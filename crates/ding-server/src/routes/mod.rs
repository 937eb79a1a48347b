//! HTTP route handlers.

pub mod downloads;
pub mod events;
pub mod repositories;
pub mod builds;
pub mod webhooks;

use axum::http::StatusCode;
use axum::Json;
use ding_core::error::{DingError, ErrorKind};
use serde_json::{json, Value};

/// Maps a [`DingError`] onto the three-way `userError`/`serverError`/
/// `userNotFound` taxonomy the RPC surface exposes, in a sherpa-style
/// `{"code","message"}` body.
pub fn error_response(e: DingError) -> (StatusCode, Json<Value>) {
    let (status, code) = match e.kind() {
        ErrorKind::UserError => (StatusCode::BAD_REQUEST, "userError"),
        ErrorKind::NotFound => (StatusCode::NOT_FOUND, "userNotFound"),
        ErrorKind::ServerError => {
            tracing::error!(error = %e, "server error");
            (StatusCode::INTERNAL_SERVER_ERROR, "serverError")
        }
    };
    (status, Json(json!({ "code": code, "message": e.to_string() })))
}

/// GET /api/status
pub async fn status() -> Json<Value> {
    Json(json!({ "version": ding_core::VERSION, "name": "ding" }))
}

◇ ◇ ◇ ◇ ◇ ◇ ◇

The material must be transcribed exactly, down to the last line.

§ **Answer below**
filename crates/ding-server/src/routes/mod.rs
repository 937eb79a1a48347b
//! HTTP route handlers.

pub mod downloads;
pub mod events;
pub mod repositories;
pub mod builds;
pub mod webhooks;

use axum::http::StatusCode;
use axum::Json;
use ding_core::error::{DingError, ErrorKind};
use serde_json::{json, Value};

/// Maps a [`DingError`] onto the three-way `userError`/`serverError`/
/// `userNotFound` taxonomy the RPC surface exposes, in a sherpa-style
/// `{"code","message"}` body.
pub fn error_response(e: DingError) -> (StatusCode, Json<Value>) {
    let (status, code) = match e.kind() {
        ErrorKind::UserError => (StatusCode::BAD_REQUEST, "userError"),
        ErrorKind::NotFound => (StatusCode::NOT_FOUND, "userNotFound"),
        ErrorKind::ServerError => {
            tracing::error!(error = %e, "server error");
            (StatusCode::INTERNAL_SERVER_ERROR, "serverError")
        }
    };
    (status, Json(json!({ "code": code, "message": e.to_string() })))
}

/// GET /api/status
pub async fn status() -> Json<Value> {
    Json(json!({ "version": ding_core::VERSION, "name": "ding" }))
}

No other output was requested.